His third time through, he said, “I was thinking that
overseas was coming up. Again, the unknown. On that train, you slept wherever you could sit. And when I left North Platte that time, I didn't know that I would not see them again, but I thought that might be the case, and it was.

“They were the greatest doggone people….”

He and his wife of forty-five years live in a retirement community now. He told me that “many years after the war, we were on vacation, and we had driven across the country to California. On the way back to Wisconsin, I decided that I wanted to have a look. I wanted to go to North Platte.”

He had told his wife all about the Canteen, of course. “We got to the edge of town, and there was a restaurant near the highway—a Perkins or something. We went in to have lunch.

“There was a young waitress. I asked her if she knew anything about the Canteen. She said she thought her folks might have worked there.

“I said to her, ‘You thank your folks for me.' She was eighteen or nineteen. There wasn't much there. She was hardly listening to what I was saying. She was born after the war. I could tell that what I was saying didn't mean anything to her.

“My wife and I finished our meal and left. We just got back on the highway. I've always thought, in the years since, that I should have gone into the Chamber of Commerce or something that day. Found someone to thank.
I'm pretty sure the waitress never passed along our thanks to her parents. That's all I wanted to do when I was in town—to thank somebody.”

 

I left the place where the train station used to be, taking one last look.
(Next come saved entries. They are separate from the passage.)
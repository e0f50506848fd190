//! Toolchain configuration (TOML).
//!
//! Names the external collaborators each phase invokes. Every field has a
//! default, so an empty file (or no file at all) gives the stock toolchain.

use std::fs;
use std::path::{Path, PathBuf};
use std::time::Duration;

use anyhow::{Context, Result, anyhow};
use serde::{Deserialize, Serialize};

use crate::core::path::normalize_lexically;

#[derive(Debug, Clone, Serialize, Deserialize, PartialEq, Eq)]
#[serde(default)]
pub struct ToolchainConfig {
    /// Host interpreter used to ask the target's `setup.py` for its name.
    pub python: String,

    /// Virtualenv provisioner; the venv directory is appended.
    pub virtualenv: Vec<String>,

    /// Style checker; the target directory is appended.
    pub flake8: Vec<String>,

    /// Test runner executable inside the venv's `bin/`.
    pub test_runner: String,

    /// Installer specifiers for the test tooling, installed in order.
    pub test_dependencies: Vec<String>,

    /// Optional pip cache shared across runs.
    pub pip_cache_dir: Option<PathBuf>,

    /// Build-log validator; the sdist log path is appended. Defaults to the
    /// `onslaught-check-sdist-log` binary installed next to `onslaught`.
    pub check_sdist_log: Option<Vec<String>>,

    /// Kill any step still running after this many seconds. Unset means wait
    /// forever.
    pub phase_timeout_secs: Option<u64>,
}

impl Default for ToolchainConfig {
    fn default() -> Self {
        Self {
            python: "python".to_string(),
            virtualenv: vec!["virtualenv".to_string()],
            flake8: vec!["flake8".to_string()],
            test_runner: "trial".to_string(),
            test_dependencies: vec![
                // trial ships with twisted
                "twisted >= 14.0".to_string(),
                "coverage == 4.0.3".to_string(),
            ],
            pip_cache_dir: None,
            check_sdist_log: None,
            phase_timeout_secs: None,
        }
    }
}

impl ToolchainConfig {
    pub fn validate(&self) -> Result<()> {
        if self.python.trim().is_empty() {
            return Err(anyhow!("python must be non-empty"));
        }
        if is_blank_command(&self.virtualenv) {
            return Err(anyhow!("virtualenv must be a non-empty array"));
        }
        if is_blank_command(&self.flake8) {
            return Err(anyhow!("flake8 must be a non-empty array"));
        }
        if self.test_runner.trim().is_empty() || self.test_runner.contains('/') {
            return Err(anyhow!("test_runner must be a bare executable name"));
        }
        if let Some(command) = &self.check_sdist_log
            && is_blank_command(command)
        {
            return Err(anyhow!("check_sdist_log must be a non-empty array when set"));
        }
        if self.phase_timeout_secs == Some(0) {
            return Err(anyhow!("phase_timeout_secs must be > 0 when set"));
        }
        Ok(())
    }

    pub fn phase_timeout(&self) -> Option<Duration> {
        self.phase_timeout_secs.map(Duration::from_secs)
    }

    /// Anchor relative paths at `base`. Bare program names such as `flake8`
    /// are left alone for `PATH` lookup; anything with a directory part is
    /// joined to `base`.
    pub fn resolve_relative_to(&mut self, base: &Path) {
        resolve_program(&mut self.python, base);
        for command in [&mut self.virtualenv, &mut self.flake8] {
            if let Some(program) = command.first_mut() {
                resolve_program(program, base);
            }
        }
        if let Some(program) = self
            .check_sdist_log
            .as_mut()
            .and_then(|command| command.first_mut())
        {
            resolve_program(program, base);
        }
        if let Some(dir) = &mut self.pip_cache_dir
            && dir.is_relative()
        {
            *dir = normalize_lexically(&base.join(&*dir));
        }
    }
}

fn resolve_program(program: &mut String, base: &Path) {
    let path = Path::new(program.as_str());
    if path.is_absolute() || path.components().count() < 2 {
        return;
    }
    let resolved = normalize_lexically(&base.join(path));
    *program = resolved.to_string_lossy().into_owned();
}

fn is_blank_command(command: &[String]) -> bool {
    command.first().is_none_or(|program| program.trim().is_empty())
}

/// Load config from a TOML file, or the defaults when `path` is `None`.
pub fn load_config(path: Option<&Path>) -> Result<ToolchainConfig> {
    let Some(path) = path else {
        let cfg = ToolchainConfig::default();
        cfg.validate()?;
        return Ok(cfg);
    };
    let contents = fs::read_to_string(path).with_context(|| format!("read {}", path.display()))?;
    let mut cfg: ToolchainConfig =
        toml::from_str(&contents).with_context(|| format!("parse {}", path.display()))?;
    cfg.validate()
        .with_context(|| format!("validate {}", path.display()))?;
    // Steps run from inside the results directory, so relative paths are
    // taken from the config file's location instead.
    let absolute = std::path::absolute(path)
        .with_context(|| format!("resolve absolute path for {}", path.display()))?;
    if let Some(base) = absolute.parent() {
        cfg.resolve_relative_to(base);
    }
    Ok(cfg)
}

/// Write config to disk as pretty TOML.
pub fn write_config(path: &Path, cfg: &ToolchainConfig) -> Result<()> {
    cfg.validate()?;
    let mut buf = toml::to_string_pretty(cfg).context("serialize config toml")?;
    buf.push('\n');
    fs::write(path, buf).with_context(|| format!("write {}", path.display()))
}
I was going to have some dinner at the hotel, then pack so that I could leave town in the morning.

Around eleven o'clock that night I was feeling restless and couldn't sleep, and I remembered that in the hotel's restaurant there had been some old photographs of North Platte through the years, including photos from the war years. I had seen them as I'd eaten that evening, and on other evenings during my stay.

I thought I'd go back downstairs and spend just a little more time with the pictures. When I got to the restaurant, though, it was closed for the night, its lights off. But the adjacent bar was open, if not exactly crowded; the bartender said that I was welcome to turn the restaurant lights on and wander around looking at the photographs.
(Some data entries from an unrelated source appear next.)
//! Stable exit codes for the onslaught CLI.

/// Every gate passed.
pub const OK: i32 = 0;
/// A gate reported that the target failed it.
pub const GATE_FAILED: i32 = 1;
/// Reserved: clap exits with 2 on usage errors.
pub const USAGE: i32 = 2;
/// Unexpected internal error; the full trace is in `logs/main.log`.
pub const FATAL: i32 = 3;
So I did. There was a photo of the women of the Canteen serving the soldiers at one of the long tables covered with dishes of donated food; there was a photo of the soldiers and sailors running inside from a train; there was a photo of a workman adjusting the Canteen sign outside the depot as the volunteers stood watching.

And then there was one I hadn't noticed before. It was
a photograph of North Platte on V-J Day—it looked as if it had been taken in the evening. The downtown streets, in the area of the Pawnee Hotel, were filled with cars, mostly black sedans. It was a celebration—downtown was jammed bumper-to-bumper—but if a big celebration can ever be described as orderly, this one appeared to be. The war was over; the people of the town had turned out to rejoice together.
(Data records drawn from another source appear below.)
pub mod cluster;
pub mod config;
pub mod driver;
pub mod metadata;
pub mod metrics;
pub mod runner;
pub mod sink;
pub mod templates;
pub mod tuning;

use tracing_subscriber::{
    EnvFilter, layer::SubscriberExt, util::SubscriberInitExt,
};

pub fn init_tracing(default_env: &str) {
    let filter = EnvFilter::builder()
        .with_env_var("RUST_LOG")
        .from_env_lossy()
        .add_directive(
            default_env
                .parse()
                .unwrap_or_else(|_| "info".parse().unwrap()),
        );

    let _ = tracing_subscriber::registry()
        .with(tracing_subscriber::fmt::layer())
        .with(filter)
        .try_init();
}
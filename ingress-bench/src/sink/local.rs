use std::path::PathBuf;

use async_trait::async_trait;
use serde_json::Value;

use super::{Indexer, IndexingOpts, SinkError};

/// Writes each flush as one JSON file under the results directory, named by
/// the batch label. Local storage is organized per run, not per test case.
pub struct LocalIndexer {
    directory: PathBuf,
}

impl LocalIndexer {
    pub fn new(directory: impl Into<PathBuf>) -> Self {
        Self {
            directory: directory.into(),
        }
    }
}

#[async_trait]
impl Indexer for LocalIndexer {
    async fn index(&self, documents: &[Value], opts: &IndexingOpts) -> Result<String, SinkError> {
        let label = opts.batch_label.as_deref().unwrap_or("ingress-bench");
        let path = self.directory.join(format!("{label}.json"));
        tokio::fs::create_dir_all(&self.directory).await?;
        tokio::fs::write(&path, serde_json::to_vec_pretty(documents)?).await?;
        Ok(format!(
            "wrote {} documents to {}",
            documents.len(),
            path.display()
        ))
    }
}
Tonight, all these summers later, in the bar of my hotel the television sets were showing a sports event to the few people still having drinks, but the play-by-play was turned down, and music from a tape or a jukebox filled the room. I could hear it—a song by the rock group Kansas.

I looked at the faces of the men and women in the photographs—the young men in uniform stepping off the troop trains, the women working in the Canteen—and, as the sound drifted over from the barroom, I listened to the words from the song.

Dust in the wind,
All we are is dust in the wind….

I stayed a few more minutes, then departed for my room, turning off the lights on my way out.